アニッシュ氏の最初のブロックチェーンスタートアップ「Wadz」は失敗に終わる
アニッシュ氏は、自身の決済に関する経験と、創業チームが持つブロックチェーンに関する知識を組み合わせることで、決済システムに革命を起こしたいと考えた。そして、レガシーシステムを21世紀にふさわしいものにアップデートするという自身のミッションに着手すべく、2018年にWadzを設立した。
Wadzのアイデアはシンプルなものだった。だが、実行は複雑だった。創業チームは、デジタル通貨決済のエコシステムを構築するため、大手のマーチャントネットワークを買収し、決済用のデジタルカレンシーウォレットをローンチすることに着手した。これは、誰でも、どこでも、どんな仮想通貨でも決済ができる、B2Cモデルだった。
そのとき、仮想通貨市場で暴落が起きた。同社はなんとか生き残ったが、世界的なパンデミックが追い討ちをかけた。シンガポールと世界が隔絶されたのだ。

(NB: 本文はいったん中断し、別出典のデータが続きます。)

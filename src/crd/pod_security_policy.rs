use kube::CustomResource;
use schemars::JsonSchema;
use serde::{Deserialize, Serialize};

/// PodSecurityPolicy governs which pod specifications the admission
/// controller accepts.
///
/// The `policy/v1beta1` API was removed from upstream Kubernetes in 1.25
/// and is no longer generated by `k8s-openapi`, so the type is declared
/// here. Only the fields the policy templates use are modelled; the API
/// server keeps anything it defaults on its side.
#[derive(CustomResource, Serialize, Deserialize, Clone, Debug, Default, PartialEq, JsonSchema)]
#[kube(
    group = "policy",
    version = "v1beta1",
    kind = "PodSecurityPolicy",
    plural = "podsecuritypolicies",
    shortname = "psp"
)]
#[serde(rename_all = "camelCase")]
pub struct PodSecurityPolicySpec {
    /// Allow privileged containers
    #[serde(default, skip_serializing_if = "Option::is_none")]
    pub privileged: Option<bool>,

    /// Allow processes to gain more privileges than their parent
    #[serde(default, skip_serializing_if = "Option::is_none")]
    pub allow_privilege_escalation: Option<bool>,

    /// Capabilities containers may add (`*` for any)
    #[serde(default, skip_serializing_if = "Option::is_none")]
    pub allowed_capabilities: Option<Vec<String>>,

    /// Capabilities that are always dropped
    #[serde(default, skip_serializing_if = "Option::is_none")]
    pub required_drop_capabilities: Option<Vec<String>>,

    /// Volume plugins pods may use (`*` for any)
    #[serde(default, skip_serializing_if = "Option::is_none")]
    pub volumes: Option<Vec<String>>,

    #[serde(default, skip_serializing_if = "Option::is_none")]
    pub host_network: Option<bool>,

    #[serde(default, skip_serializing_if = "Option::is_none")]
    pub host_ports: Option<Vec<HostPortRange>>,

    #[serde(rename = "hostIPC", default, skip_serializing_if = "Option::is_none")]
    pub host_ipc: Option<bool>,

    #[serde(rename = "hostPID", default, skip_serializing_if = "Option::is_none")]
    pub host_pid: Option<bool>,

    /// Strategy for the container user id
    pub run_as_user: IdStrategyOptions,

    /// Strategy for the SELinux context
    pub se_linux: SeLinuxStrategyOptions,

    /// Strategy for supplemental groups
    pub supplemental_groups: IdStrategyOptions,

    /// Strategy for the volume ownership group
    pub fs_group: IdStrategyOptions,

    #[serde(default, skip_serializing_if = "Option::is_none")]
    pub read_only_root_filesystem: Option<bool>,
}

/// Inclusive host port range
#[derive(Serialize, Deserialize, Clone, Debug, Default, PartialEq, Eq, JsonSchema)]
pub struct HostPortRange {
    pub min: i32,
    pub max: i32,
}

/// Inclusive user or group id range
#[derive(Serialize, Deserialize, Clone, Debug, Default, PartialEq, Eq, JsonSchema)]
pub struct IdRange {
    pub min: i64,
    pub max: i64,
}

/// Rule plus optional id ranges, shared by the runAsUser, supplementalGroups
/// and fsGroup strategies
#[derive(Serialize, Deserialize, Clone, Debug, Default, PartialEq, Eq, JsonSchema)]
#[serde(rename_all = "camelCase")]
pub struct IdStrategyOptions {
    /// e.g. `RunAsAny`, `MustRunAs`, `MustRunAsNonRoot`
    pub rule: String,

    #[serde(default, skip_serializing_if = "Option::is_none")]
    pub ranges: Option<Vec<IdRange>>,
}

/// SELinux strategy
#[derive(Serialize, Deserialize, Clone, Debug, Default, PartialEq, Eq, JsonSchema)]
#[serde(rename_all = "camelCase")]
pub struct SeLinuxStrategyOptions {
    pub rule: String,
}
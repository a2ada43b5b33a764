//! Error types for the policy reconciler

use thiserror::Error;

use crate::controller::state_machine::{PolicyEvent, PolicyPhase};
use crate::resources::PolicyName;

/// Error variants are named with the `Error` suffix for clarity (e.g., `KubeError`, `DecodeError`).
#[allow(clippy::enum_variant_names)]
#[derive(Error, Debug)]
pub enum Error {
    #[error("Kubernetes API error: {0}")]
    KubeError(#[from] kube::Error),

    #[error("Failed to decode {kind} document: {reason}")]
    DecodeError { kind: String, reason: String },

    #[error("Deploying {kind} {name} failed after {attempts} attempt(s): {source}")]
    TransientApiError {
        kind: String,
        name: String,
        attempts: u32,
        #[source]
        source: kube::Error,
    },

    #[error("Kubeconfig error: {0}")]
    KubeconfigError(#[from] kube::config::KubeconfigError),

    #[error("Invalid configuration: {0}")]
    InvalidConfig(String),

    #[error("Policy {policy} cannot handle {event} while {phase}")]
    InvalidTransition {
        policy: PolicyName,
        phase: PolicyPhase,
        event: PolicyEvent,
    },

    #[error("Reconciliation cancelled")]
    Cancelled,
}

/// Check if a kube error reports that the object already exists.
///
/// A 409 can also mean an optimistic-concurrency conflict, so the reason has
/// to be checked too.
pub fn is_already_exists(e: &kube::Error) -> bool {
    matches!(e, kube::Error::Api(resp) if resp.code == 409 && resp.reason == "AlreadyExists")
}

/// Check if a kube error reports that the object does not exist.
pub fn is_not_found(e: &kube::Error) -> bool {
    matches!(e, kube::Error::Api(resp) if resp.code == 404)
}

pub type Result<T, E = Error> = std::result::Result<T, E>;
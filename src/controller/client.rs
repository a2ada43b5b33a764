//! Kubernetes API access for the reconciler
//!
//! The reconciler only talks to the cluster through [`KubeClient`], which
//! covers exactly the API surface it consumes. [`KubeClientImpl`] backs it
//! with a real `kube::Client`; tests substitute an in-memory cluster.

use std::collections::BTreeMap;
use std::fmt::Debug;
use std::path::Path;
use std::time::Duration;

use async_trait::async_trait;
use k8s_openapi::api::core::v1::Namespace;
use k8s_openapi::api::rbac::v1::{ClusterRole, ClusterRoleBinding, Role, RoleBinding};
use kube::api::{Api, DeleteParams, Patch, PatchParams, PostParams};
use kube::client::{Body, ClientBuilder, DynBody};
use kube::config::{KubeConfigOptions, Kubeconfig};
use kube::{Client, Config, Resource, ResourceExt};
use serde::Serialize;
use serde::de::DeserializeOwned;
use tower::BoxError;
use tower::util::{BoxLayer, BoxService};
use tracing::debug;

use crate::controller::error::Result;
use crate::crd::PodSecurityPolicy;
use crate::resources::common::{FIELD_MANAGER, KUBE_SYSTEM};

/// A Kubernetes kind the deployer can upsert.
///
/// Each kind decides how its `Api` handle is scoped: cluster-scoped kinds
/// ignore the namespace, namespaced kinds fall back to `kube-system` when
/// the object does not name one.
pub trait PolicyResource:
    Resource<DynamicType = ()> + Clone + Debug + Serialize + DeserializeOwned + Send + Sync + 'static
{
    fn api(client: Client, namespace: Option<&str>) -> Api<Self>;

    fn kind_name() -> String {
        Self::kind(&()).to_string()
    }

    /// Reject objects that deserialized but cannot be what the template
    /// meant, such as a binding without a role.
    fn check_shape(&self) -> std::result::Result<(), String> {
        Ok(())
    }
}

impl PolicyResource for PodSecurityPolicy {
    fn api(client: Client, _namespace: Option<&str>) -> Api<Self> {
        Api::all(client)
    }
}

impl PolicyResource for ClusterRole {
    fn api(client: Client, _namespace: Option<&str>) -> Api<Self> {
        Api::all(client)
    }
}

impl PolicyResource for ClusterRoleBinding {
    fn api(client: Client, _namespace: Option<&str>) -> Api<Self> {
        Api::all(client)
    }

    fn check_shape(&self) -> std::result::Result<(), String> {
        if self.role_ref.name.is_empty() {
            return Err("roleRef.name is empty".to_string());
        }
        Ok(())
    }
}

impl PolicyResource for Role {
    fn api(client: Client, namespace: Option<&str>) -> Api<Self> {
        Api::namespaced(client, namespace.unwrap_or(KUBE_SYSTEM))
    }
}

impl PolicyResource for RoleBinding {
    fn api(client: Client, namespace: Option<&str>) -> Api<Self> {
        Api::namespaced(client, namespace.unwrap_or(KUBE_SYSTEM))
    }

    fn check_shape(&self) -> std::result::Result<(), String> {
        if self.role_ref.name.is_empty() {
            return Err("roleRef.name is empty".to_string());
        }
        Ok(())
    }
}

/// Trait abstracting the Kubernetes operations the reconciler needs
///
/// This trait allows substituting an in-memory cluster in tests while using
/// the real client in production.
#[async_trait]
pub trait KubeClient: Send + Sync {
    /// Probe the API server; returns its git version
    async fn server_version(&self) -> Result<String, kube::Error>;

    /// Annotations of a namespace, `None` if the namespace does not exist
    async fn namespace_annotations(
        &self,
        namespace: &str,
    ) -> Result<Option<BTreeMap<String, String>>, kube::Error>;

    /// Merge `annotations` into the namespace's existing annotations
    async fn merge_namespace_annotations(
        &self,
        namespace: &str,
        annotations: &BTreeMap<String, String>,
    ) -> Result<(), kube::Error>;

    async fn create<K: PolicyResource>(&self, object: &K) -> Result<(), kube::Error>;

    /// Unconditionally overwrite an existing object
    async fn replace<K: PolicyResource>(&self, object: &K) -> Result<(), kube::Error>;

    async fn get_opt<K: PolicyResource>(
        &self,
        name: &str,
        namespace: Option<&str>,
    ) -> Result<Option<K>, kube::Error>;

    async fn delete<K: PolicyResource>(
        &self,
        name: &str,
        namespace: Option<&str>,
    ) -> Result<(), kube::Error>;
}

/// Real Kubernetes client implementation
#[derive(Clone)]
pub struct KubeClientImpl {
    client: Client,
}

impl KubeClientImpl {
    /// Create a new KubeClientImpl wrapping the given kube Client
    pub fn new(client: Client) -> Self {
        Self { client }
    }
}

#[async_trait]
impl KubeClient for KubeClientImpl {
    async fn server_version(&self) -> Result<String, kube::Error> {
        let info = self.client.apiserver_version().await?;
        Ok(info.git_version)
    }

    async fn namespace_annotations(
        &self,
        namespace: &str,
    ) -> Result<Option<BTreeMap<String, String>>, kube::Error> {
        let api: Api<Namespace> = Api::all(self.client.clone());
        let ns = api.get_opt(namespace).await?;
        Ok(ns.map(|ns| ns.metadata.annotations.unwrap_or_default()))
    }

    async fn merge_namespace_annotations(
        &self,
        namespace: &str,
        annotations: &BTreeMap<String, String>,
    ) -> Result<(), kube::Error> {
        let api: Api<Namespace> = Api::all(self.client.clone());

        let patch = serde_json::json!({
            "metadata": {
                "annotations": annotations
            }
        });

        api.patch(
            namespace,
            &PatchParams::apply(FIELD_MANAGER),
            &Patch::Merge(&patch),
        )
        .await?;

        debug!("Patched annotations on namespace {}", namespace);
        Ok(())
    }

    async fn create<K: PolicyResource>(&self, object: &K) -> Result<(), kube::Error> {
        let api = K::api(self.client.clone(), object.namespace().as_deref());
        api.create(&post_params(), object).await?;
        debug!("Created {} {}", K::kind_name(), object.name_any());
        Ok(())
    }

    async fn replace<K: PolicyResource>(&self, object: &K) -> Result<(), kube::Error> {
        let api = K::api(self.client.clone(), object.namespace().as_deref());
        let name = object.name_any();
        api.replace(&name, &post_params(), object).await?;
        debug!("Replaced {} {}", K::kind_name(), name);
        Ok(())
    }

    async fn get_opt<K: PolicyResource>(
        &self,
        name: &str,
        namespace: Option<&str>,
    ) -> Result<Option<K>, kube::Error> {
        K::api(self.client.clone(), namespace).get_opt(name).await
    }

    async fn delete<K: PolicyResource>(
        &self,
        name: &str,
        namespace: Option<&str>,
    ) -> Result<(), kube::Error> {
        K::api(self.client.clone(), namespace)
            .delete(name, &DeleteParams::default())
            .await?;
        debug!("Deleted {} {}", K::kind_name(), name);
        Ok(())
    }
}

fn post_params() -> PostParams {
    PostParams {
        field_manager: Some(FIELD_MANAGER.to_string()),
        ..Default::default()
    }
}

/// The default service stack kube builds from a [`Config`]
pub type TransportService = BoxService<http::Request<Body>, http::Response<Box<DynBody>>, BoxError>;

/// Middleware wrapped around every API request, e.g. for instrumentation
pub type TransportLayer =
    BoxLayer<TransportService, http::Request<Body>, http::Response<Box<DynBody>>, BoxError>;

/// Build a client from a kubeconfig file.
///
/// `timeout` bounds connecting, reading and writing on every request made
/// through the client. When `transport` is set it wraps the whole service
/// stack, so it sees every call the reconciler makes.
pub async fn connect(
    kubeconfig: &Path,
    timeout: Duration,
    transport: Option<&TransportLayer>,
) -> Result<Client> {
    let kubeconfig = Kubeconfig::read_from(kubeconfig)?;
    let mut config =
        Config::from_custom_kubeconfig(kubeconfig, &KubeConfigOptions::default()).await?;
    config.connect_timeout = Some(timeout);
    config.read_timeout = Some(timeout);
    config.write_timeout = Some(timeout);

    let builder: ClientBuilder<TransportService> = ClientBuilder::try_from(config)?;
    let client = match transport {
        Some(layer) => builder.with_layer(layer).build(),
        None => builder.build(),
    };
    Ok(client)
}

アニッシュ氏は何ヵ月も会社を倒産させまいと、資金繰りに飛び回ったが、負債は増え続けた。他のスタートアップ起業家たちと同様、アニッシュ氏も最初は個人財産と会社財産を峻別していた。しかし、一度給料と光熱費をポケットマネーから支払うと、その微妙な境界線はすぐに曖昧になってしまった。収益と投資のキャッシュフローがない状態が数ヵ月続き、目の前が真っ暗になった。ベンダーに支払いができず、共感しあった従業員にも給料が払えない。まさに、彼の人生はどん底だった。
法律コンサルタントが提案した解決策はシンプルだったー倒産だ。倒産を宣言し、未払いの給料、未返済の負債、未払いの配当については裁判所にゼロにしてもらう。しかし、倒産の道をとることは、道徳的に問題があるうえ、従業員にただ働きをさせることになり、自らのビジョンを諦めることにもなる。
アニッシュ氏は、自身の個人財産が、労働省と中央積立基金委員会を含む、シンガポール政府の管理下に置かれ、Wadzの負債弁済に充てられるという、厳しい道を選んだ。